(Collected data)
________________________

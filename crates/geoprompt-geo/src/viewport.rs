//! Fitting a camera to bounds in Web Mercator.

use std::f64::consts::PI;

use geoprompt_core::models::BoundingBox;

/// Upper zoom bound for fitted views (single points would otherwise zoom forever)
pub const MAX_FIT_ZOOM: f64 = 16.0;

/// World size in pixels at zoom 0
const TILE_SIZE: f64 = 512.0;

/// Latitude limit of the Web Mercator projection
const MAX_LATITUDE: f64 = 85.051_128_78;

/// Center and zoom produced by [`fit_bounds`]
#[derive(Debug, Clone, Copy, PartialEq)]
pub struct FittedView {
    pub longitude: f64,
    pub latitude: f64,
    pub zoom: f64,
}

/// Project to normalized Web Mercator, both axes in [0, 1], y growing south
fn project(lon: f64, lat: f64) -> (f64, f64) {
    let lat = lat.clamp(-MAX_LATITUDE, MAX_LATITUDE).to_radians();
    let x = (lon + 180.0) / 360.0;
    let y = (1.0 - (PI / 4.0 + lat / 2.0).tan().ln() / PI) / 2.0;
    (x, y)
}

fn unproject(x: f64, y: f64) -> (f64, f64) {
    let lon = x * 360.0 - 180.0;
    let lat = (2.0 * (PI * (1.0 - 2.0 * y)).exp().atan() - PI / 2.0).to_degrees();
    (lon, lat)
}

/// Fit `bbox` into a `width` by `height` pixel viewport, keeping `padding`
/// pixels free on every side. Zoom is clamped to `[0, MAX_FIT_ZOOM]`.
pub fn fit_bounds(bbox: &BoundingBox, width: f64, height: f64, padding: f64) -> FittedView {
    let (x0, y0) = project(bbox.min_lon, bbox.max_lat);
    let (x1, y1) = project(bbox.max_lon, bbox.min_lat);

    let available_width = (width - 2.0 * padding).max(1.0);
    let available_height = (height - 2.0 * padding).max(1.0);

    let span_x = (x1 - x0).abs() * TILE_SIZE;
    let span_y = (y1 - y0).abs() * TILE_SIZE;

    let scale = match (span_x > 0.0, span_y > 0.0) {
        (true, true) => (available_width / span_x).min(available_height / span_y),
        (true, false) => available_width / span_x,
        (false, true) => available_height / span_y,
        (false, false) => f64::INFINITY,
    };
    let zoom = if scale.is_finite() { scale.log2() } else { MAX_FIT_ZOOM };

    let (longitude, latitude) = unproject((x0 + x1) / 2.0, (y0 + y1) / 2.0);
    FittedView { longitude, latitude, zoom: zoom.clamp(0.0, MAX_FIT_ZOOM) }
}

________________________

» PROBLEM TO SOLVE: The expected output is the run of lines from the one holding "let x = (lon + 180.0) / 360.0;" to the last line of the entries above, each reproduced character for character.

» EXERCISE RESPONSE:
    let x = (lon + 180.0) / 360.0;
    let y = (1.0 - (PI / 4.0 + lat / 2.0).tan().ln() / PI) / 2.0;
    (x, y)
}

fn unproject(x: f64, y: f64) -> (f64, f64) {
    let lon = x * 360.0 - 180.0;
    let lat = (2.0 * (PI * (1.0 - 2.0 * y)).exp().atan() - PI / 2.0).to_degrees();
    (lon, lat)
}

/// Fit `bbox` into a `width` by `height` pixel viewport, keeping `padding`
/// pixels free on every side. Zoom is clamped to `[0, MAX_FIT_ZOOM]`.
pub fn fit_bounds(bbox: &BoundingBox, width: f64, height: f64, padding: f64) -> FittedView {
    let (x0, y0) = project(bbox.min_lon, bbox.max_lat);
    let (x1, y1) = project(bbox.max_lon, bbox.min_lat);

    let available_width = (width - 2.0 * padding).max(1.0);
    let available_height = (height - 2.0 * padding).max(1.0);

    let span_x = (x1 - x0).abs() * TILE_SIZE;
    let span_y = (y1 - y0).abs() * TILE_SIZE;

    let scale = match (span_x > 0.0, span_y > 0.0) {
        (true, true) => (available_width / span_x).min(available_height / span_y),
        (true, false) => available_width / span_x,
        (false, true) => available_height / span_y,
        (false, false) => f64::INFINITY,
    };
    let zoom = if scale.is_finite() { scale.log2() } else { MAX_FIT_ZOOM };

    let (longitude, latitude) = unproject((x0 + x1) / 2.0, (y0 + y1) / 2.0);
    FittedView { longitude, latitude, zoom: zoom.clamp(0.0, MAX_FIT_ZOOM) }
}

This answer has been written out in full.